• _Prompt_:
Which of the lines in the data mention the string "Drops"? List them all.
BEGIN Source material
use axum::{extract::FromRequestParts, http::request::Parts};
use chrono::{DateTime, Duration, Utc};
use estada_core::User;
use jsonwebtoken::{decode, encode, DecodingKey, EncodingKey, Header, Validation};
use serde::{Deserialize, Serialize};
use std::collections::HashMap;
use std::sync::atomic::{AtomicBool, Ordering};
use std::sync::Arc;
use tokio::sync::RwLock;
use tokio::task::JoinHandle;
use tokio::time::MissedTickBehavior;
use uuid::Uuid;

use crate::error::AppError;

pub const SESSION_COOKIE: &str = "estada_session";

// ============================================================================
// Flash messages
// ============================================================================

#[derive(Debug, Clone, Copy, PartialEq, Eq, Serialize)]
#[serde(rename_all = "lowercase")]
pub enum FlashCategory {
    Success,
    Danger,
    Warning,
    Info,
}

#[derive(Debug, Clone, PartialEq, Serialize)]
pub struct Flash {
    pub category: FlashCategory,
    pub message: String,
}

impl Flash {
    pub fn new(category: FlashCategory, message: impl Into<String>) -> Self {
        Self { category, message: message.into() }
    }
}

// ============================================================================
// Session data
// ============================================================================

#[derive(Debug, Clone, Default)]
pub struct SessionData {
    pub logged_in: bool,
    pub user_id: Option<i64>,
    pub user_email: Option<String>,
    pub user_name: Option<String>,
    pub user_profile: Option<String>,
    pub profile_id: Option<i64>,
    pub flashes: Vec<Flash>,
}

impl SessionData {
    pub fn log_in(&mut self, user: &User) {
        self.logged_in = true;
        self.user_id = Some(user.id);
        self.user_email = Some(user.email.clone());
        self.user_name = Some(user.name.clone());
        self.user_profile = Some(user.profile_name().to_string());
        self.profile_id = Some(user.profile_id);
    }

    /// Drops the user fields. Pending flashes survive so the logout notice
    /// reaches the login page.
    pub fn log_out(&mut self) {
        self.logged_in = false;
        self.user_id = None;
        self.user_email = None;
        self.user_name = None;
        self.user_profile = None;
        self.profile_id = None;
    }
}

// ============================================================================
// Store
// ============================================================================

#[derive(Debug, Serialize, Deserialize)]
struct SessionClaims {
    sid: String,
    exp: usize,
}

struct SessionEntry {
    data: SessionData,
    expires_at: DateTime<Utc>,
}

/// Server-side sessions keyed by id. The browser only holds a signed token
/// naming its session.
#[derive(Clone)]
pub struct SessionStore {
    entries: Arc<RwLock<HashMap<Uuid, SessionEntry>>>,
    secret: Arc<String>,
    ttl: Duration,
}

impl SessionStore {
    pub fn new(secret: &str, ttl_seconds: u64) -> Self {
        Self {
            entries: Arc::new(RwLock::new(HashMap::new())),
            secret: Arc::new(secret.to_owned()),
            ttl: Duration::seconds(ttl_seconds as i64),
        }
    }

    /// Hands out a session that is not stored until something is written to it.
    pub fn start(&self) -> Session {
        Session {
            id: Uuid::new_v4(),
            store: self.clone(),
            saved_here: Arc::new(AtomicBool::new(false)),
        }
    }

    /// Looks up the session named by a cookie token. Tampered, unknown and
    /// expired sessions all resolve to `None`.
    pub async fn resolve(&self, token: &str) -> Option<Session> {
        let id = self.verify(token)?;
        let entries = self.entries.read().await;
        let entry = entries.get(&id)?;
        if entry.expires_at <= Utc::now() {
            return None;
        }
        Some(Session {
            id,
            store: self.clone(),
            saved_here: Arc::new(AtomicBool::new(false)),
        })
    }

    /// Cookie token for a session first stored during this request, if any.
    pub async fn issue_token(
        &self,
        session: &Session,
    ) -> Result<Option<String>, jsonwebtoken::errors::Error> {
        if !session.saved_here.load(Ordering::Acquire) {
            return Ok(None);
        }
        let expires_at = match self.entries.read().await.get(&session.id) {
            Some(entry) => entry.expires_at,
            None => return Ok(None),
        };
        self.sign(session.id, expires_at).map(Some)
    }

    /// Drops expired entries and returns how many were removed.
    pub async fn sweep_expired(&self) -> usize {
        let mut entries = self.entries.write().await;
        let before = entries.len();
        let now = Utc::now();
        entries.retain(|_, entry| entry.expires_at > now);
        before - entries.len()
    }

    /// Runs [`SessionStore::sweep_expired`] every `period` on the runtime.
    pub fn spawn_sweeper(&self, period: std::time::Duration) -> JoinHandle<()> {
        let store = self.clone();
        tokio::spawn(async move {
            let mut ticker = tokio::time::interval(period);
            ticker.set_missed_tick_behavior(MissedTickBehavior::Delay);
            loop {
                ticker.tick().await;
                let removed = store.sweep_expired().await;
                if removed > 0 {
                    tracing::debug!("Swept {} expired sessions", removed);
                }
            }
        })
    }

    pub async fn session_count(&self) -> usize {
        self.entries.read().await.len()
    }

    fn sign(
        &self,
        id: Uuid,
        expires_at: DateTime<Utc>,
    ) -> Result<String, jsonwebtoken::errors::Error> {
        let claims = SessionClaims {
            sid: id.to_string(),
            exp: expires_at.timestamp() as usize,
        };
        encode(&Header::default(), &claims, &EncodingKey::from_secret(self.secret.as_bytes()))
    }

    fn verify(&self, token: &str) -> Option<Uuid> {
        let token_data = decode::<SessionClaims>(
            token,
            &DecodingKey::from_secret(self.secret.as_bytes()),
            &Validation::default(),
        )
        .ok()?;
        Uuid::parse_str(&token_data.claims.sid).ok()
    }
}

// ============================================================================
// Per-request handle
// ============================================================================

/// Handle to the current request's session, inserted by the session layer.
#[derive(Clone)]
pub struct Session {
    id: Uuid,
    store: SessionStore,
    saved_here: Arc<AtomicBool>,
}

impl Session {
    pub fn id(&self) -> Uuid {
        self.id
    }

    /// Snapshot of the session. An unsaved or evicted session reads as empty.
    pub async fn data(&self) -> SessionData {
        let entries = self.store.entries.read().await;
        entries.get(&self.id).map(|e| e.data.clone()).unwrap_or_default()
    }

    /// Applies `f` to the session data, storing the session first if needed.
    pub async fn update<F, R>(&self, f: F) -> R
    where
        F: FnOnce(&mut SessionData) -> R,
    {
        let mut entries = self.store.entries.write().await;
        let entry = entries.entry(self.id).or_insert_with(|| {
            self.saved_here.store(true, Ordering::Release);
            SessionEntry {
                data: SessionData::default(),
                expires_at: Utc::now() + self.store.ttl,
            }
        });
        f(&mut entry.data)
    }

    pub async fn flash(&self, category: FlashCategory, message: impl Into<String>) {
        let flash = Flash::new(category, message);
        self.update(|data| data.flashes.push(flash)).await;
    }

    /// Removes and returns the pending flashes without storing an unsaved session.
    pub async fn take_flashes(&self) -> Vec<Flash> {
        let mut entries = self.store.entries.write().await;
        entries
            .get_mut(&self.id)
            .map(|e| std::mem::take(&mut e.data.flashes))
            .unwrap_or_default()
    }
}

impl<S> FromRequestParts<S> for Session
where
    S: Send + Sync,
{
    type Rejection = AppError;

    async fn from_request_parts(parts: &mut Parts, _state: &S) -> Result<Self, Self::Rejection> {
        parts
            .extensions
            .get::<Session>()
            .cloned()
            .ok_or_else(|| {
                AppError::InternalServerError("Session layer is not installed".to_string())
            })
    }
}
END Source material
BEGIN Source material
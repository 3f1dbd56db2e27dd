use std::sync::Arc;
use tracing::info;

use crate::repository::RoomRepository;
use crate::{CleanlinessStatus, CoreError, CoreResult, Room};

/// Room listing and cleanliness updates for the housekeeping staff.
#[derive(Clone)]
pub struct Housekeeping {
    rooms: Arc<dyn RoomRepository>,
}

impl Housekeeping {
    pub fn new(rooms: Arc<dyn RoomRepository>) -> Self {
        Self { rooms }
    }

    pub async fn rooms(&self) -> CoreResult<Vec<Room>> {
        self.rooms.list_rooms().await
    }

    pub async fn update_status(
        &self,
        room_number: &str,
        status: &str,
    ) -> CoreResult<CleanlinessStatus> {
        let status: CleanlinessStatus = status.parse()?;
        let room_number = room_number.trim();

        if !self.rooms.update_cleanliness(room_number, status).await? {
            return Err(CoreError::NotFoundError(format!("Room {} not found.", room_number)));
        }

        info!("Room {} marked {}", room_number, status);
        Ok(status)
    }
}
END Source material
BEGIN Source material
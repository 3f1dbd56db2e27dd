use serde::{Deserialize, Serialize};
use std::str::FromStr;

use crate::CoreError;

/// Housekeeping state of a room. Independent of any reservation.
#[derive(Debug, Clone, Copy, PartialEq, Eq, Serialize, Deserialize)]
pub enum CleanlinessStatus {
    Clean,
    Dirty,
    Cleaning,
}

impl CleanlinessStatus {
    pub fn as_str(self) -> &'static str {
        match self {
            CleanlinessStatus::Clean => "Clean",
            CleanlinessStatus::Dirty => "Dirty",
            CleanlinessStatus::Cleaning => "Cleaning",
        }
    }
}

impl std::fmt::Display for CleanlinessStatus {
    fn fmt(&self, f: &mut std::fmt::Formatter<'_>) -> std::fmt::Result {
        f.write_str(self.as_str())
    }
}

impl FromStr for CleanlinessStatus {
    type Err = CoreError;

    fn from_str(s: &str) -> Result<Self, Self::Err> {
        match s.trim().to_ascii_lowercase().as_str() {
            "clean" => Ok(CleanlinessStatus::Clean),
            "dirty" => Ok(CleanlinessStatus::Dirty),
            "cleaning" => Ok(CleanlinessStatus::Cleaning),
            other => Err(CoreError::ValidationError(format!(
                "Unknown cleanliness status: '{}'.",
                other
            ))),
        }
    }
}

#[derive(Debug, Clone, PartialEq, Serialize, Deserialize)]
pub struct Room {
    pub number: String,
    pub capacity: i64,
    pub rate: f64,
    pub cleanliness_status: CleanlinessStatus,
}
END Source material
• _Written reply_:
    /// Drops the user fields. Pending flashes survive so the logout notice
    /// Drops expired entries and returns how many were removed.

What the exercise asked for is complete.